Jede Form der Klassengesellschaft — die Sklavenhaltergesellschaft, der Feudalismus, der Kapitalismus — ist also eine Diktatur einer herrschenden Klasse. Die Form des Staates verändert sich. In der kapitalistischen — der bürgerlichen — Gesellschaft mag sie mehr oder weniger demokratisch sein. Sie kann parlamentarische Wahlen auf der Grundlage des allgemeinen Wahlrechts zulassen. Sie bleibt jedoch immer eine Diktatur, eine „Diktatur der Bourgeoisie, verhüllt durch parlamentarische Formen“ (LW 30, S. 84).

„Die bürgerliche Demokratie, deren Wert für die Erziehung des Proletariats und für seine Schulung zum Kampf unbestreitbar ist, bleibt stets beschränkt, heuchlerisch, verlogen und falsch, ist stets eine Demokratie für die Reichen und Betrug für die Armen.“ (LW 28, S. 97)

Lenin drängte folglich die Arbeiter einerseits, die bürgerlich-demokratischen Rechte voll auszunutzen, und zwar „im Geiste des konsequentesten und revolutionär entschiedensten Demokratismus“ (LW 21, S. 416). Er warnte sie jedoch gleichzeitig vor der Illusion, die Macht sei durch parlamentarische Mittel zu erobern. Das war der Hauptstreitpunkt der Auseinandersetzung zwischen ihm und den Revisionisten seiner Zeit:

„Das Gefährlichste an der Berner Internationale ist das Lippenbekenntnis zur Diktatur des Proletariats. ( ... ) Man versucht, die Diktatur des Proletariats in Worten anzuerkennen, um daneben insgeheim den ,Willen der Mehrheit’, das ,allgemeine Stimmrecht’ (wie es eben Kautsky tut), den bürgerlichen Parlamentarismus, den Verzicht auf die völlige Vernichtung, Zertrümmerung, das völlige Zerbrechen des gesamten bürgerlichen Staatsapparats durchzuschmuggeln. Diese neuen Ausflüchte, diese neuen Schlupflöcher des Reformismus muß man am meisten fürchten.

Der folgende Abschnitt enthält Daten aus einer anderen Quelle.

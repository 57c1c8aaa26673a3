use crate::commands::CommandResult;
use cartly_core::config::{AppConfig, LoadOptions};
use cartly_db::{connect_with_settings, migrations, seed, verify_seed};

pub fn run() -> CommandResult {
    let config = match AppConfig::load(LoadOptions::default()) {
        Ok(config) => config,
        Err(error) => {
            return CommandResult::failure(
                "seed",
                "config_validation",
                format!("configuration issue: {error}"),
                2,
            );
        }
    };

    let runtime = match tokio::runtime::Builder::new_current_thread().enable_all().build() {
        Ok(runtime) => runtime,
        Err(error) => {
            return CommandResult::failure(
                "seed",
                "runtime_init",
                format!("failed to initialize async runtime: {error}"),
                3,
            );
        }
    };

    let result = runtime.block_on(async {
        let pool = connect_with_settings(
            &config.database.url,
            config.database.max_connections,
            config.database.timeout_secs,
        )
        .await
        .map_err(|error| ("db_connectivity", error.to_string(), 4u8))?;

        migrations::run_pending(&pool)
            .await
            .map_err(|error| ("migration", error.to_string(), 5u8))?;

        let loaded =
            seed(&pool).await.map_err(|error| ("seed_execution", error.to_string(), 5u8))?;

        let verification = verify_seed(&pool)
            .await
            .map_err(|error| ("seed_verification", error.to_string(), 6u8))?;

        pool.close().await;

        if verification.ok {
            Ok(format!(
                "seeded {} brands, {} categories, {} products",
                loaded.brands, loaded.categories, loaded.products
            ))
        } else {
            Err(("seed_verification", verification.problems.join("; "), 6u8))
        }
    });

    match result {
        Ok(message) => CommandResult::success("seed", message),
        Err((error_class, message, exit_code)) => {
            CommandResult::failure("seed", error_class, message, exit_code)
        }
    }
}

Die Diktatur des Proletariats wäre unmöglich, wenn die Mehrheit der Bevölkerung nicht aus Proletariern und Halbproletariern bestünde. Diese Wahrheit versuchen die Kautsky und Co. dahingehend zu verfälschen, daß die ,Mehrheit der Stimmen’ notwendig sei, um die Diktatur des Proletariats als ,zu Recht’ anzuerkennen.

Komische Pedanten! Sie haben nicht begriffen, daß das Stimmrecht im Rahmen, in den Institutionen, unter den Gepflogenheiten des bürgerlichen Parlamentarismus einen Teil des bürgerlichen Staatsapparats darstellt, den man von oben bis unten zertrümmern und zerbrechen muß, um die Diktatur des Proletariats zu verwirklichen, um von der bürgerlichen Demokratie zur proletarischen Demokratie überzugehen.“ (LW 29, S. 502)

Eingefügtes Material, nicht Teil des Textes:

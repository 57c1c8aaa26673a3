use std::sync::Arc;

use cartly_core::domain::conversation::{ConversationTurn, SessionId};
use cartly_core::errors::AssistantError;
use cartly_db::repositories::SessionRepository;

/// Bounded per-session history. Appends evict the oldest turn once the
/// cap is reached; eviction is silent and irreversible. Sessions never
/// see each other's turns.
pub struct ConversationMemory {
    store: Arc<dyn SessionRepository>,
    cap: usize,
}

impl ConversationMemory {
    pub fn new(store: Arc<dyn SessionRepository>, cap: usize) -> Self {
        Self { store, cap: cap.max(1) }
    }

    pub async fn append(
        &self,
        session: &SessionId,
        turn: ConversationTurn,
    ) -> Result<(), AssistantError> {
        self.store
            .append_turn(session, turn, self.cap)
            .await
            .map_err(|error| AssistantError::internal(error.to_string()))
    }

    /// Retained turns in arrival order, most recent last.
    pub async fn history(&self, session: &SessionId) -> Result<Vec<ConversationTurn>, AssistantError> {
        self.store
            .recent_turns(session, self.cap)
            .await
            .map_err(|error| AssistantError::internal(error.to_string()))
    }
}

#[cfg(test)]
mod tests {
    use super::*;
    use cartly_db::repositories::InMemorySessionRepository;

    #[tokio::test]
    async fn caps_history_and_keeps_most_recent() {
        let memory =
            ConversationMemory::new(Arc::new(InMemorySessionRepository::default()), 3);
        let session = SessionId("s1".to_string());

        for i in 0..5 {
            memory.append(&session, ConversationTurn::user(format!("turn {i}"))).await.unwrap();
        }

        let history = memory.history(&session).await.unwrap();
        let contents: Vec<&str> = history.iter().map(|turn| turn.content.as_str()).collect();
        assert_eq!(contents, vec!["turn 2", "turn 3", "turn 4"]);
    }

    #[tokio::test]
    async fn sessions_are_isolated() {
        let memory =
            ConversationMemory::new(Arc::new(InMemorySessionRepository::default()), 10);
        let alice = SessionId("alice".to_string());
        let bob = SessionId("bob".to_string());

        memory.append(&alice, ConversationTurn::user("hi from alice")).await.unwrap();
        memory.append(&bob, ConversationTurn::user("hi from bob")).await.unwrap();

        let alice_history = memory.history(&alice).await.unwrap();
        assert_eq!(alice_history.len(), 1);
        assert_eq!(alice_history[0].content, "hi from alice");
    }
}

Jeder Versuch also, mit Hilfe des bürgerlichen Staatsapparates das bürgerliche Recht abzuschaffen, ist zum Scheitern verurteilt — ist es doch gerade die Aufgabe dieses Staatsapparates, das bürgerliche Recht zu schützen.

So ist es klar, daß der bürgerliche Staat nur durch Gewalt gestürzt werden kann. Die Diktatur der Bourgeoisie muß durch die Diktatur des Proletariats ersetzt werden:

Diese Diktatur trat in Rußland dadurch in Erscheinung, daß das Proletariat, unterstützt von der annen Bauernschaft, die Staatsgewalt den feudalen Grundbesitzern und der Großbourgeoisie, der Kapitalistenklasse, aus der Hand nahm.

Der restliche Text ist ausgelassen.